UGANDA, Kyankwanzi | Real Muloodi News | President Yoweri Kaguta Museveni has vowed to dismantle “the old and barbaric land laws” that have harmed Ugandans for years through rampant illegal evictions, the Daily Monitor reports.
The Commission of Inquiry, led by Justice Catherine Bamugemereire, presented the president and MPs with the report on land disputes during the retreat in Kyankwanzi in April. The study cited loopholes in existing land laws and corruption in land management.
Without revealing the specifics of the proposed Land Act constitutional amendments, President Museveni agreed to enforce the report of the Commission of Inquiry on Land Matters with the help of NRM MPs-elect his new cabinet.

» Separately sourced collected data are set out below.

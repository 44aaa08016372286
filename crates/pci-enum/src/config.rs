use bitflags::bitflags;

use crate::degrade::BridgeDecode;
use crate::pool::ResourceClass;

/// A contiguous address range `[base, base + length)`.
#[derive(Debug, Clone, Copy, Eq, PartialEq, Hash)]
pub struct Window {
    pub base: u64,
    pub length: u64,
}

impl Window {
    pub const fn new(base: u64, length: u64) -> Self {
        Self { base, length }
    }

    pub const fn end_exclusive(&self) -> u64 {
        self.base.saturating_add(self.length)
    }

    /// Last address inside the window. Only meaningful for non-empty windows.
    pub const fn limit(&self) -> u64 {
        self.end_exclusive().saturating_sub(1)
    }

    pub const fn is_empty(&self) -> bool {
        self.length == 0
    }

    pub const fn contains(&self, other: &Window) -> bool {
        other.base >= self.base && other.end_exclusive() <= self.end_exclusive()
    }

    pub const fn overlaps(&self, other: &Window) -> bool {
        self.base < other.end_exclusive() && other.base < self.end_exclusive()
    }
}

/// Whether hot-plug padding joins a bridge's pools before or after the degrade pass.
///
/// Folding padding first lets it follow the degraded class (a 64-bit padding request lands in the
/// 32-bit pool of a bridge that cannot forward 64-bit). Folding it afterwards keeps the padding in
/// the class it was requested for, so it is dropped when that class is not forwarded.
#[derive(Debug, Clone, Copy, Default, Eq, PartialEq)]
pub enum PaddingOrder {
    #[default]
    BeforeDegrade,
    AfterDegrade,
}

#[derive(Debug, Clone)]
pub struct EnumerationConfig {
    /// Decode granularity (alignment mask) of a PCI-to-PCI bridge's I/O window.
    pub bridge_io_granularity: u64,
    /// Decode granularity (alignment mask) of a PCI-to-PCI bridge's memory windows.
    pub bridge_mem_granularity: u64,
    /// Size of the 16-bit I/O space; I/O pools are capped here.
    pub io_ceiling: u64,
    pub padding_order: PaddingOrder,
    /// Size expansion ROMs and request space for them.
    pub probe_option_roms: bool,
    /// Allocation rounds attempted before a partial outcome is accepted.
    pub max_allocation_attempts: usize,
}

impl Default for EnumerationConfig {
    fn default() -> Self {
        Self {
            bridge_io_granularity: 0xFFF,
            bridge_mem_granularity: 0xF_FFFF,
            io_ceiling: 0x1_0000,
            padding_order: PaddingOrder::BeforeDegrade,
            probe_option_roms: true,
            max_allocation_attempts: 3,
        }
    }
}

bitflags! {
    #[derive(Debug, Clone, Copy, Default, Eq, PartialEq, Hash)]
    pub struct RootBridgeAttributes: u32 {
        /// Prefetchable and non-prefetchable memory share one window.
        const COMBINE_MEM_PMEM = 1 << 0;
        /// The root bridge decodes memory above 4 GiB.
        const MEM64_DECODE = 1 << 1;
    }
}

/// One host/root bridge: its bus range and the apertures the platform hands out beneath it.
#[derive(Debug, Clone)]
pub struct RootBridgeConfig {
    pub bus_start: u8,
    pub bus_limit: u8,
    pub attributes: RootBridgeAttributes,
    pub io: Option<Window>,
    pub mem32: Option<Window>,
    pub pmem32: Option<Window>,
    pub mem64: Option<Window>,
    pub pmem64: Option<Window>,
}

impl Default for RootBridgeConfig {
    fn default() -> Self {
        // PC-like layout: I/O clear of the legacy 0x0000..0x0FFF range, MMIO high in the 32-bit
        // space below the APIC/BIOS region.
        Self {
            bus_start: 0,
            bus_limit: 0xFF,
            attributes: RootBridgeAttributes::empty(),
            io: Some(Window::new(0x1000, 0xE000)),
            mem32: Some(Window::new(0xE000_0000, 0x1000_0000)),
            pmem32: None,
            mem64: None,
            pmem64: None,
        }
    }
}

impl RootBridgeConfig {
    pub fn aperture(&self, class: ResourceClass) -> Option<Window> {
        match class {
            ResourceClass::Io16 => self.io,
            ResourceClass::Mem32 => self.mem32,
            ResourceClass::PMem32 => self.pmem32,
            ResourceClass::Mem64 => self.mem64,
            ResourceClass::PMem64 => self.pmem64,
            ResourceClass::Bus => Some(Window::new(
                u64::from(self.bus_start),
                u64::from(self.bus_limit.saturating_sub(self.bus_start)) + 1,
            )),
        }
    }

    /// What the root bridge can forward, derived from its apertures and attributes.
    pub fn decode(&self) -> BridgeDecode {
        let mut decode = BridgeDecode::empty();
        decode.set(BridgeDecode::IO16, self.io.is_some());
        decode.set(BridgeDecode::MEM32, self.mem32.is_some());
        decode.set(BridgeDecode::PMEM32, self.pmem32.is_some());
        decode.set(
            BridgeDecode::MEM64,
            self.mem64.is_some() && self.attributes.contains(RootBridgeAttributes::MEM64_DECODE),
        );
        decode.set(
            BridgeDecode::PMEM64,
            self.pmem64.is_some() && self.attributes.contains(RootBridgeAttributes::MEM64_DECODE),
        );
        decode.set(
            BridgeDecode::COMBINE_MEM_PMEM,
            self.attributes
                .contains(RootBridgeAttributes::COMBINE_MEM_PMEM),
        );
        decode
    }
}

President Museveni requested the MPs assist him in finding a long-term solution to the land problem. They agreed to adopt the report of the Commission of Inquiry on Land Matters. The aim is to put an end to land disputes that have often resulted in violent evictions.
During the retreat, he said that the new cabinet would review the report and create a white paper on which the government will reform the existing system, Daily Monitor reports.
There is evidence that those in power often side with squatters and trespassers without first assessing the facts about ownership and the causes of land disputes.
President Museveni told the MPs that the expected amendments to the Land Act would “stabilize the situation,” the Daily Monitor reports.
Land Report Recommendations
To minimize land disputes, Justice Bamugemereire and team proposed:
- All land in the country should be registered;
- Introduction of customary freehold in the law, by which a certificate of customary title shall be registered;
- Establishment of the Uganda Land Services Bureau (ULSB) to manage all land matters;
- Compulsory tax on idle land to be levied on privately owned large tracts of land of half a square mile;
- To improve tenure protection;
- To create opportunities for efficient land use.
President Museveni further cited the Mailo Land tenure that the British colonialists handed to Buganda chiefs and their collaborators. He pledged to end what he termed as “colonial mistakes,” the Daily Monitor reports.
According to the Daily Monitor, the president disclosed that the public could air their views on the proposed amendments before implementation.